- WORK INSTRUCTIONS: Locate the line that contains "let body: Option<Vec<u8>>". Print it and each following line through the end of the listing, verbatim, and nothing more.

- TASK INPUTS:

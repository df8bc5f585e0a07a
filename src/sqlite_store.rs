//! SQLite-backed [`RunStore`] and [`ArtifactStore`] implementation.
//!
//! Maps each storage operation to a single statement against the
//! `pipeline_runs` and `artifacts` tables created by
//! [`run_migrations`](crate::migrate::run_migrations).

use anyhow::{anyhow, Context, Result};
use async_trait::async_trait;
use chrono::{DateTime, NaiveDate, SecondsFormat, Utc};
use sqlx::sqlite::SqliteRow;
use sqlx::{Row, SqlitePool};

use trendline_core::models::{PipelineRun, RunCompletion, RunStatus};
use trendline_core::store::{ArtifactStore, RunStore};

/// SQLite implementation of the storage traits.
pub struct SqliteStore {
    pool: SqlitePool,
}

impl SqliteStore {
    pub fn new(pool: SqlitePool) -> Self {
        Self { pool }
    }

    pub fn pool(&self) -> &SqlitePool {
        &self.pool
    }
}

/// Fixed-width microsecond RFC 3339, so text order is time order.
fn format_ts(ts: DateTime<Utc>) -> String {
    ts.to_rfc3339_opts(SecondsFormat::Micros, true)
}

fn parse_ts(raw: &str) -> Result<DateTime<Utc>> {
    DateTime::parse_from_rfc3339(raw)
        .map(|dt| dt.with_timezone(&Utc))
        .with_context(|| format!("invalid timestamp in pipeline_runs: '{}'", raw))
}

fn row_to_run(row: &SqliteRow) -> Result<PipelineRun> {
    let status: String = row.get("status");
    let run_date: String = row.get("run_date");
    let started_at: String = row.get("started_at");
    let finished_at: Option<String> = row.get("finished_at");

    Ok(PipelineRun {
        run_id: row.get("run_id"),
        run_date: NaiveDate::parse_from_str(&run_date, "%Y-%m-%d")
            .with_context(|| format!("invalid run_date in pipeline_runs: '{}'", run_date))?,
        version: row.get("version"),
        status: RunStatus::parse(&status)
            .ok_or_else(|| anyhow!("unknown run status in pipeline_runs: '{}'", status))?,
        started_at: parse_ts(&started_at)?,
        finished_at: finished_at.as_deref().map(parse_ts).transpose()?,
        error_message: row.get("error_message"),
        error_trace: row.get("error_trace"),
        failed_stage: row.get("failed_stage"),
    })
}

#[async_trait]
impl RunStore for SqliteStore {
    async fn insert_run(&self, run: &PipelineRun) -> Result<()> {
        sqlx::query(
            r#"
            INSERT INTO pipeline_runs (run_id, run_date, version, status, started_at,
                                       finished_at, error_message, error_trace, failed_stage)
            VALUES (?, ?, ?, ?, ?, ?, ?, ?, ?)
            "#,
        )
        .bind(&run.run_id)
        .bind(run.run_date.format("%Y-%m-%d").to_string())
        .bind(&run.version)
        .bind(run.status.as_str())
        .bind(format_ts(run.started_at))
        .bind(run.finished_at.map(format_ts))
        .bind(&run.error_message)
        .bind(&run.error_trace)
        .bind(&run.failed_stage)
        .execute(&self.pool)
        .await
        .with_context(|| format!("Failed to insert run {}", run.run_id))?;

        Ok(())
    }

    async fn finish_run(&self, run_id: &str, completion: &RunCompletion) -> Result<bool> {
        let result = sqlx::query(
            r#"
            UPDATE pipeline_runs
            SET status = ?, finished_at = ?, error_message = ?, error_trace = ?, failed_stage = ?
            WHERE run_id = ? AND status = 'running'
            "#,
        )
        .bind(completion.status.as_str())
        .bind(format_ts(completion.finished_at))
        .bind(&completion.error_message)
        .bind(&completion.error_trace)
        .bind(&completion.failed_stage)
        .bind(run_id)
        .execute(&self.pool)
        .await
        .with_context(|| format!("Failed to finish run {}", run_id))?;

        Ok(result.rows_affected() == 1)
    }

    async fn get_run(&self, run_id: &str) -> Result<Option<PipelineRun>> {
        let row = sqlx::query("SELECT * FROM pipeline_runs WHERE run_id = ?")
            .bind(run_id)
            .fetch_optional(&self.pool)
            .await?;

        row.as_ref().map(row_to_run).transpose()
    }

    async fn list_runs(&self, limit: i64) -> Result<Vec<PipelineRun>> {
        let rows = sqlx::query(
            "SELECT * FROM pipeline_runs ORDER BY started_at DESC, run_id ASC LIMIT ?",
        )
        .bind(limit.max(0))
        .fetch_all(&self.pool)
        .await?;

        rows.iter().map(row_to_run).collect()
    }
}

#[async_trait]
impl ArtifactStore for SqliteStore {
    async fn put_artifact(&self, key: &str, body: &[u8]) -> Result<bool> {
        let result = sqlx::query(
            "INSERT INTO artifacts (key, body, created_at) VALUES (?, ?, ?) ON CONFLICT(key) DO NOTHING",
        )
        .bind(key)
        .bind(body)
        .bind(format_ts(Utc::now()))
        .execute(&self.pool)
        .await
        .with_context(|| format!("Failed to store artifact {}", key))?;

        Ok(result.rows_affected() == 1)
    }

    async fn get_artifact(&self, key: &str) -> Result<Option<Vec<u8>>> {
        let body: Option<Vec<u8>> = sqlx::query_scalar("SELECT body FROM artifacts WHERE key = ?")
            .bind(key)
            .fetch_optional(&self.pool)
            .await?;
        Ok(body)
    }
}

- ANSWER FOR THE TASK:
        let body: Option<Vec<u8>> = sqlx::query_scalar("SELECT body FROM artifacts WHERE key = ?")
            .bind(key)
            .fetch_optional(&self.pool)
            .await?;
        Ok(body)
    }
}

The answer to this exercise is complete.